Depuis des générations, il vient sporadiquement hanter nos esprits. Bien souvent cependant, le spectre de l’implantation est vite chassé par des soucis plus pressants, d’une plus impérative urgence : de ce genre de soucis que seules peuvent connaître, croyait-on, les républiques bananières minées par la corruption, privées des services publics les plus essentiels et où la satisfaction des besoins quotidiens figure en tête des priorités des gens.


Et puis voilà qu’à chaque tour et détour des crises qui secouent le Proche et le Moyen-Orient, la hantise d’une installation définitive, irréversible, des réfugiés résidant sur notre sol refait inéluctablement surface. Or qu’en serait-il quand s’ajoutent à cette misérable humanité plus d’un million de réfugiés de Syrie, dont ne veut clairement pas le sanguinaire régime de Damas ?


C’est bien cette angoissante question que suscite l’atelier économique consacré aux Palestiniens qui vient de se tenir dans le royaume de Bahreïn, sous les auspices des États-Unis. On y a fait miroiter des dizaines de milliards de dollars en investissements à la population de Cisjordanie et de Gaza. Nulle part cependant, dans ce programme, il n’est fait mention des cinq millions et demi de réfugiés palestiniens vivant dans les pays d’accueil arabes : question qui ne sera abordée qu’avec le volet politique du plan de paix concocté par l’administration Trump et pompeusement appelé marché du siècle.

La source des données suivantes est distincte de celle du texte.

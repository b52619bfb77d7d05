//! Audit records emitted for persisted task mutations.

use super::{Actor, Task, TaskStatus, UserId};
use chrono::{DateTime, Utc};
use serde::{Deserialize, Serialize};
use serde_json::{Value, json};

/// Action recorded in an audit entry.
#[derive(Debug, Clone, Copy, PartialEq, Eq, Hash, Serialize, Deserialize)]
#[serde(rename_all = "snake_case")]
pub enum AuditAction {
    /// A task was created.
    TaskCreated,
    /// A task moved to a new status.
    StatusChanged,
    /// Task assignments or notes changed without a status change.
    DetailsUpdated,
}

impl AuditAction {
    /// Returns the canonical representation.
    #[must_use]
    pub const fn as_str(self) -> &'static str {
        match self {
            Self::TaskCreated => "task_created",
            Self::StatusChanged => "status_changed",
            Self::DetailsUpdated => "details_updated",
        }
    }
}

/// Append-only audit record for a task mutation.
#[derive(Debug, Clone, PartialEq, Serialize, Deserialize)]
pub struct AuditEntry {
    /// User that performed the action.
    pub actor_id: UserId,
    /// Action performed.
    pub action: AuditAction,
    /// Entity type affected.
    pub entity: String,
    /// Identifier of the affected entity.
    pub entity_id: String,
    /// Action-specific details.
    pub details: Value,
    /// Request metadata such as the acting role.
    pub metadata: Value,
    /// When the action was recorded.
    pub timestamp: DateTime<Utc>,
}

impl AuditEntry {
    const TASK_ENTITY: &'static str = "task";

    /// Builds an entry describing a task status change.
    #[must_use]
    pub fn status_changed(
        actor: Actor,
        task: &Task,
        from: TaskStatus,
        requested: TaskStatus,
    ) -> Self {
        Self::for_task(
            actor,
            task,
            AuditAction::StatusChanged,
            json!({
                "from": from,
                "to": task.status(),
                "requested": requested,
                "rejectionNotes": task.rejection_notes(),
            }),
        )
    }

    /// Builds an entry describing a detail update.
    #[must_use]
    pub fn details_updated(actor: Actor, task: &Task) -> Self {
        Self::for_task(
            actor,
            task,
            AuditAction::DetailsUpdated,
            json!({
                "assignedEditor": task.assigned_editor(),
                "reviewer": task.reviewer(),
                "scheduler": task.scheduler(),
                "category": task.category(),
            }),
        )
    }

    /// Builds an entry describing task creation.
    #[must_use]
    pub fn task_created(actor: Actor, task: &Task) -> Self {
        Self::for_task(
            actor,
            task,
            AuditAction::TaskCreated,
            json!({
                "title": task.title(),
                "clientId": task.client_id(),
                "category": task.category(),
            }),
        )
    }

    fn for_task(actor: Actor, task: &Task, action: AuditAction, details: Value) -> Self {
        Self {
            actor_id: actor.user_id,
            action,
            entity: Self::TASK_ENTITY.to_owned(),
            entity_id: task.id().to_string(),
            details,
            metadata: json!({
                "role": actor.role,
                "version": task.version(),
            }),
            timestamp: task.updated_at(),
        }
    }
}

Compte tenu de la criante partialité de Donald Trump en faveur d’Israël, les réfugiés seront, plus que probablement, interdits de retour dans leurs foyers d’origine ; les pays d’accueil devront donc se résigner à les garder sur place. C’est bien ce que suggère, sans avoir l’air d’y toucher, le projet présenté à la conférence de Manama. Celui-ci fait montre de délicates attentions, toujours sous forme d’investissements internationaux à trois États arabes limitrophes d’Israël, la Syrie se trouvant exclue du lot : trois États dont les graves problèmes économiques sont censés les rendre particulièrement sensibles aux pressions et tentations financières


Désert pour désert : malgré ses dénégations, l’Égypte passe pour se prêter à un troc, aux termes duquel elle grefferait au mouchoir de poche de Gaza un morceau de Sinaï, un échange d’une portion de Néguev israélien. Plutôt que d’un réaménagement géographique, c’est d’un colossal coup de bascule que souffrirait la Jordanie, déjà peuplée aux deux tiers de Palestiniens. Mais qu’en serait-il alors du minuscule Liban dont plus du tiers de la population est constitué de réfugiés ; qui a déjà un mal fou à préserver son fragile équilibre communautaire; et qui se voit offrir l’aubaine (l’aumône ?) d’un lifting de ses infrastructures laissées à l’abandon par une succession de dirigeants indignes ?


Assez naïvement, les Libanais croient avoir conjuré le péril de l’implantation en incluant dans le préambule de leur Constitution le rejet formel d’une telle éventualité (laquelle Constitution, soit dit en passant, est sans doute la seule au monde où il a été jugé nécessaire de préciser, noir sur blanc, que le Liban est une patrie définitive… pour tous les Libanais !). Nous voulons nous convaincre aussi que notre belle unanimité face à cette question – tous les jours démentie par les féroces querelles politiques, sectaires ou de vulgaire intérêt matériel – suffit pour éloigner le danger.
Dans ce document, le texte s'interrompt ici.